27 years behind bars

(the right side)

An interview with Peter Francis, governor of HMP Liverpool

Peter Francis is the newly appointed governor of HMP Liverpool.

As a 23 year old, married with a new baby and with an offer from both the Prison Service and Fire Service on the table, he chose the Prison officer job as, in his words: “The Prison Service paid more, so I joined the Prison Service”.

While this may have seemed like a flippant decision at the time, 27 years later he is at the highest rank of his profession after working hard and making his way up the hierarchy.

HMP Liverpool

Peter joined the service as a basic grade officer in 1987, after which he says he: “just progressed; did the exams I needed to do, passed the things I needed to pass and just kept climbing up through the ranks”.

He re-joined Liverpool prison having worked there previously as an officer, returning years later as governor — a first for the prison.

All glory aside, Peter explains that the role of prison governor is a great responsibility: “I’m on call 24 hours a day, every day.

“A typical day for me is: get into work about 7.30 in the morning, see what’s happened overnight, get reports from my duty governors and orderly officers and then deal with everything in the prison.

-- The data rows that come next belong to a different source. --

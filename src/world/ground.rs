//! Ground surface meshes.
//!
//! Two surfaces exist per city: the hidden template (a flat shared-vertex
//! subdivided plane, never edited) and the working slab it is copied into on
//! every generation. The slab's top is built from per-face quads so each road
//! face can be inset and lowered independently of its neighbours.

use bevy::prelude::*;
use bevy::render::mesh::{Indices, PrimitiveTopology};
use std::collections::HashSet;

use crate::procgen::grid::GroundGrid;

/// Vertical and inset parameters of the working slab.
#[derive(Clone, Copy, Debug)]
pub struct SlabParams {
    /// Slab thickness; building bases sit flush with this height.
    pub base_height: f32,
    /// How far a recessed face is pulled in from its outline.
    pub recess_inset: f32,
}

impl Default for SlabParams {
    fn default() -> Self {
        Self {
            base_height: 0.25,
            recess_inset: 0.1,
        }
    }
}

impl SlabParams {
    /// How far road faces drop below the slab top. A fifth of the thickness
    /// is left so the road bed stays above the slab bottom.
    pub fn recess_depth(&self) -> f32 {
        self.base_height - self.base_height / 5.0
    }
}

/// Accumulates quads and produces a triangle-list mesh.
#[derive(Default)]
struct MeshScratch {
    positions: Vec<[f32; 3]>,
    normals: Vec<[f32; 3]>,
    uvs: Vec<[f32; 2]>,
    indices: Vec<u32>,
}

const QUAD_UVS: [[f32; 2]; 4] = [[0.0, 0.0], [0.0, 1.0], [1.0, 1.0], [1.0, 0.0]];

impl MeshScratch {
    /// Push a planar quad wound counterclockwise when viewed from its front.
    fn push_quad(&mut self, corners: [Vec3; 4]) {
        let normal = (corners[1] - corners[0])
            .cross(corners[2] - corners[0])
            .normalize_or_zero();
        let base = self.positions.len() as u32;
        for (corner, uv) in corners.iter().zip(QUAD_UVS) {
            self.positions.push([corner.x, corner.y, corner.z]);
            self.normals.push([normal.x, normal.y, normal.z]);
            self.uvs.push(uv);
        }
        self.indices
            .extend_from_slice(&[base, base + 1, base + 2, base, base + 2, base + 3]);
    }

    fn into_mesh(self) -> Mesh {
        Mesh::new(PrimitiveTopology::TriangleList, default())
            .with_inserted_attribute(Mesh::ATTRIBUTE_POSITION, self.positions)
            .with_inserted_attribute(Mesh::ATTRIBUTE_NORMAL, self.normals)
            .with_inserted_attribute(Mesh::ATTRIBUTE_UV_0, self.uvs)
            .with_inserted_indices(Indices::U32(self.indices))
    }
}

/// Flat subdivided plane at y = 0 with shared lattice vertices, one vertex
/// per grid lattice point in row-major order.
pub fn template_mesh(grid: &GroundGrid) -> Mesh {
    let verts_per_row = grid.verts_per_row();
    let rows = 2 * grid.height as usize + 1;

    let mut positions = Vec::with_capacity(grid.vertex_count());
    let mut normals = Vec::with_capacity(grid.vertex_count());
    let mut uvs = Vec::with_capacity(grid.vertex_count());
    for index in 0..grid.vertex_count() {
        let pos = grid.vertex_position(index);
        positions.push([pos.x, 0.0, pos.y]);
        normals.push([0.0, 1.0, 0.0]);
        let row = index / verts_per_row;
        let col = index % verts_per_row;
        uvs.push([
            col as f32 / (verts_per_row - 1) as f32,
            row as f32 / (rows - 1) as f32,
        ]);
    }

    let mut indices = Vec::with_capacity(grid.face_count() * 6);
    for face in 0..grid.face_count() {
        let row = face / grid.faces_per_row();
        let col = face % grid.faces_per_row();
        let a = (row * verts_per_row + col) as u32;
        let b = a + 1;
        let d = a + verts_per_row as u32;
        let c = d + 1;
        indices.extend_from_slice(&[a, c, b, a, d, c]);
    }

    Mesh::new(PrimitiveTopology::TriangleList, default())
        .with_inserted_attribute(Mesh::ATTRIBUTE_POSITION, positions)
        .with_inserted_attribute(Mesh::ATTRIBUTE_NORMAL, normals)
        .with_inserted_attribute(Mesh::ATTRIBUTE_UV_0, uvs)
        .with_inserted_indices(Indices::U32(indices))
}

/// The working slab: per-face top quads at `base_height`, recessed road
/// faces (inset rim walls included), a perimeter skirt and a bottom cap.
pub fn working_mesh(grid: &GroundGrid, recessed: &[usize], params: &SlabParams) -> Mesh {
    let recessed: HashSet<usize> = recessed.iter().copied().collect();
    let top = params.base_height;
    let low = top - params.recess_depth();
    let inset = params.recess_inset;

    let mut scratch = MeshScratch::default();

    for face in 0..grid.face_count() {
        let (min, max) = grid.face_bounds(face);
        if !recessed.contains(&face) {
            scratch.push_quad([
                Vec3::new(min.x, top, min.y),
                Vec3::new(min.x, top, max.y),
                Vec3::new(max.x, top, max.y),
                Vec3::new(max.x, top, min.y),
            ]);
            continue;
        }

        let imin = min + Vec2::splat(inset);
        let imax = max - Vec2::splat(inset);
        // Outer rim ring at the slab top and the matching inset ring at road
        // level, both in the same counterclockwise-from-above order.
        let outer = [
            Vec3::new(min.x, top, min.y),
            Vec3::new(min.x, top, max.y),
            Vec3::new(max.x, top, max.y),
            Vec3::new(max.x, top, min.y),
        ];
        let inner = [
            Vec3::new(imin.x, low, imin.y),
            Vec3::new(imin.x, low, imax.y),
            Vec3::new(imax.x, low, imax.y),
            Vec3::new(imax.x, low, imin.y),
        ];
        scratch.push_quad(inner);
        for edge in 0..4 {
            let next = (edge + 1) % 4;
            scratch.push_quad([outer[edge], outer[next], inner[next], inner[edge]]);
        }
    }

    // Perimeter skirt down to y = 0, outward facing.
    let half_w = grid.width as f32 / 2.0;
    let half_h = grid.height as f32 / 2.0;
    scratch.push_quad([
        Vec3::new(-half_w, 0.0, half_h),
        Vec3::new(half_w, 0.0, half_h),
        Vec3::new(half_w, top, half_h),
        Vec3::new(-half_w, top, half_h),
    ]);
    scratch.push_quad([
        Vec3::new(half_w, 0.0, -half_h),
        Vec3::new(-half_w, 0.0, -half_h),
        Vec3::new(-half_w, top, -half_h),
        Vec3::new(half_w, top, -half_h),
    ]);
    scratch.push_quad([
        Vec3::new(half_w, 0.0, half_h),
        Vec3::new(half_w, 0.0, -half_h),
        Vec3::new(half_w, top, -half_h),
        Vec3::new(half_w, top, half_h),
    ]);
    scratch.push_quad([
        Vec3::new(-half_w, 0.0, -half_h),
        Vec3::new(-half_w, 0.0, half_h),
        Vec3::new(-half_w, top, half_h),
        Vec3::new(-half_w, top, -half_h),
    ]);
    // Bottom cap, facing down.
    scratch.push_quad([
        Vec3::new(-half_w, 0.0, -half_h),
        Vec3::new(half_w, 0.0, -half_h),
        Vec3::new(half_w, 0.0, half_h),
        Vec3::new(-half_w, 0.0, half_h),
    ]);

    scratch.into_mesh()
}

#[cfg(test)]
mod tests {
    use super::*;
    use bevy::render::mesh::VertexAttributeValues;

    fn positions(mesh: &Mesh) -> &Vec<[f32; 3]> {
        match mesh.attribute(Mesh::ATTRIBUTE_POSITION).unwrap() {
            VertexAttributeValues::Float32x3(positions) => positions,
            other => panic!("unexpected attribute format {:?}", other.len()),
        }
    }

    #[test]
    fn template_has_one_vertex_per_lattice_point() {
        let grid = GroundGrid::new(5, 5).unwrap();
        let mesh = template_mesh(&grid);
        assert_eq!(positions(&mesh).len(), 121);
        let Some(Indices::U32(indices)) = mesh.indices() else {
            panic!("expected u32 indices");
        };
        assert_eq!(indices.len(), 100 * 6);
        assert!(indices.iter().all(|&i| (i as usize) < 121));
    }

    #[test]
    fn flat_slab_quad_budget() {
        let grid = GroundGrid::new(5, 5).unwrap();
        let mesh = working_mesh(&grid, &[], &SlabParams::default());
        // 100 top faces + 4 skirt walls + bottom cap.
        assert_eq!(positions(&mesh).len(), 105 * 4);
    }

    #[test]
    fn recessed_faces_add_rim_geometry() {
        let grid = GroundGrid::new(5, 5).unwrap();
        let recessed = [0, 17, 99];
        let mesh = working_mesh(&grid, &recessed, &SlabParams::default());
        // Each recessed face swaps its quad for an inner quad plus 4 walls.
        assert_eq!(positions(&mesh).len(), (105 + 4 * recessed.len()) * 4);
    }

    #[test]
    fn recessed_faces_drop_below_the_top() {
        let grid = GroundGrid::new(3, 3).unwrap();
        let params = SlabParams::default();
        let mesh = working_mesh(&grid, &[5], &params);
        let road_level = params.base_height - params.recess_depth();
        let ys: Vec<f32> = positions(&mesh).iter().map(|p| p[1]).collect();
        assert!(ys.iter().any(|&y| (y - road_level).abs() < 1e-6));
        assert!(ys.iter().all(|&y| y >= -1e-6 && y <= params.base_height + 1e-6));
    }

    #[test]
    fn default_recess_depth_leaves_a_road_bed() {
        let params = SlabParams::default();
        assert!((params.recess_depth() - 0.2).abs() < 1e-6);
        assert!(params.recess_depth() < params.base_height);
    }
}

“Two or three days a week I’ll do adjudications on prisoners, which is an internal discipline system, so if prisoners break the rules or misbehave I act as judge really; listen to the evidence, decide whether or not the prisoner is guilty, what they've been charged with and then give them a suitable punishment or dismiss it if there’s enough evidence.”.

As the figurehead, Peter is also responsible for the prison’s £28 million budget as well as for every aspect of the prison’s management.

He says: “In the Prison Service you have to be a leader because you’re dealing with everything from the most basic thing to a full scale riot — you have to deal with everything”.

Indeed, Peter is one of only two governors in the UK who lead riot teams, joining officers in riot gear to restore peace.

Peter, who lives with his family near Preston, says: “Two Sundays ago, there was a disturbance at Haverigg Prison. My phone goes at 3 o’clock: ‘Will you go to Haverigg, there’s a disturbance’.

Peter’s day can go from writing to riot gear

“So I literally can go from sitting down managing the budget for the prison, to putting on riot gear and going to another prison to restore order. It’s not just about sitting behind a desk”.

Asked on his view of the sometimes overused media view that prison is like a holiday camp, Peter explains that for 12 hours a day, prisoners are in their cells and the rest of the time is spent either performing work duties or attending education programmes:

A typical day for inmates

“At 7.45am, the prisoners are up. They clean their cells and then they’re allowed to go outside for a little exercise for a few minutes.

“From 8.30am to 11.45am the prisoners go to education workshops before taking lunch for an hour and then returning to workshops until 4.45pm where they return to their cells for dinner.

“All prisoners are locked up by 7.30pm until unlock the following morning”.

Rehabilitation and reintegration of prisoners plays a huge part of their time at HMP Liverpool, where training in job skills to allow prisoners to lead a normal life on their release includes painting and decorating, kitchen-fitting, plastering and plumbing.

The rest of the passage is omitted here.